Hi Martin, Sandy
Many thanks for your replies.
Sandy: Thanks for doing the profiling. Out of interest, what was the
spec of the machine you did the profiling on?
I can live with the performance I'm getting and I'm glad to learn
that the performance isn't down to a mistake on my part. I guess HTTP
was never meant for transferring large files anyway.
Best regards
C
On 10 Mar 2006, at 19:09, C Rose wrote:
Hi all
I'm using commons-fileupload-1.1.jar to handle file uploads to a
servlet. I expect typical file uploads to be around 40MB is size.
However, the time taken to upload such files seems quite long.
I have performed some profiling and have found that the call to
ServletFileUpload.parseRequest() takes about 20 seconds for a 45MB
file and accounts for over 80% of the time taken to upload the
file. This is measured on a 600MHz P3 machine (yeah, I know...)

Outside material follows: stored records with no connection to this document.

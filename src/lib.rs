//! Stream multiplexing and table replication over a single framed
//! connection: a binary frame codec and connection/stream state machines
//! (§3-4), a replication coordinator that mirrors tables through an
//! application-supplied engine (§4.5-6.4), and the ambient auth, resilient
//! reconnection, and transport abstractions they depend on.
#![warn(missing_debug_implementations)]
#![forbid(unsafe_code)]
// SPDX-License-Identifier: Apache-2.0 OR GPL-3.0-or-later

pub mod auth;
pub mod config;
pub mod dupe;
pub mod engine;
pub mod envelope;
pub mod frame;
pub mod replication;
pub mod resilient;
pub mod socket;
pub mod stream;
pub mod transport;

#[cfg(feature = "ws-transport")]
pub mod ws;

pub use dupe::Dupe;
pub use socket::{MuxedSocket, SocketEvent, SocketState, StreamOpener, UnknownStreamPolicy};
pub use stream::{Stream, StreamEvent, StreamState};

/// The crate's top-level error type, composing every module boundary's own
/// `Error` enum.
#[derive(Debug, thiserror::Error)]
pub enum Error {
    #[error(transparent)]
    Frame(#[from] frame::Error),
    #[error(transparent)]
    Stream(#[from] stream::Error),
    #[error(transparent)]
    Socket(#[from] socket::Error),
    #[error(transparent)]
    Auth(#[from] auth::Error),
    #[error(transparent)]
    Engine(#[from] engine::Error),
    #[error(transparent)]
    Replication(#[from] replication::Error),
}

with 512MB RAM running Linux, Sun's JVM and Tomcat. The machine is
acting as both the client and the server and is under little
additional load.
I am using a DiskFileItemFactory, and the only thing I do to it is
mandate that the ServletFileUpload object created by the factory
does not have a limit on the size of the file being uploaded. The
transfer is going via HTTPS.
Does this upload time seem reasonable?
Is there anything I can do to speed things up?
If parsing the request has to take so long, is it possible to
perform this task after having returned a response to the client
(e.g. start a new thread in which to call parseRequest() so that it
appears as though I've serviced the request fully)---or am I right
in thinking that an HttpServletRequest object will be 'invalid'
after an HttpServletResponse is sent to the client?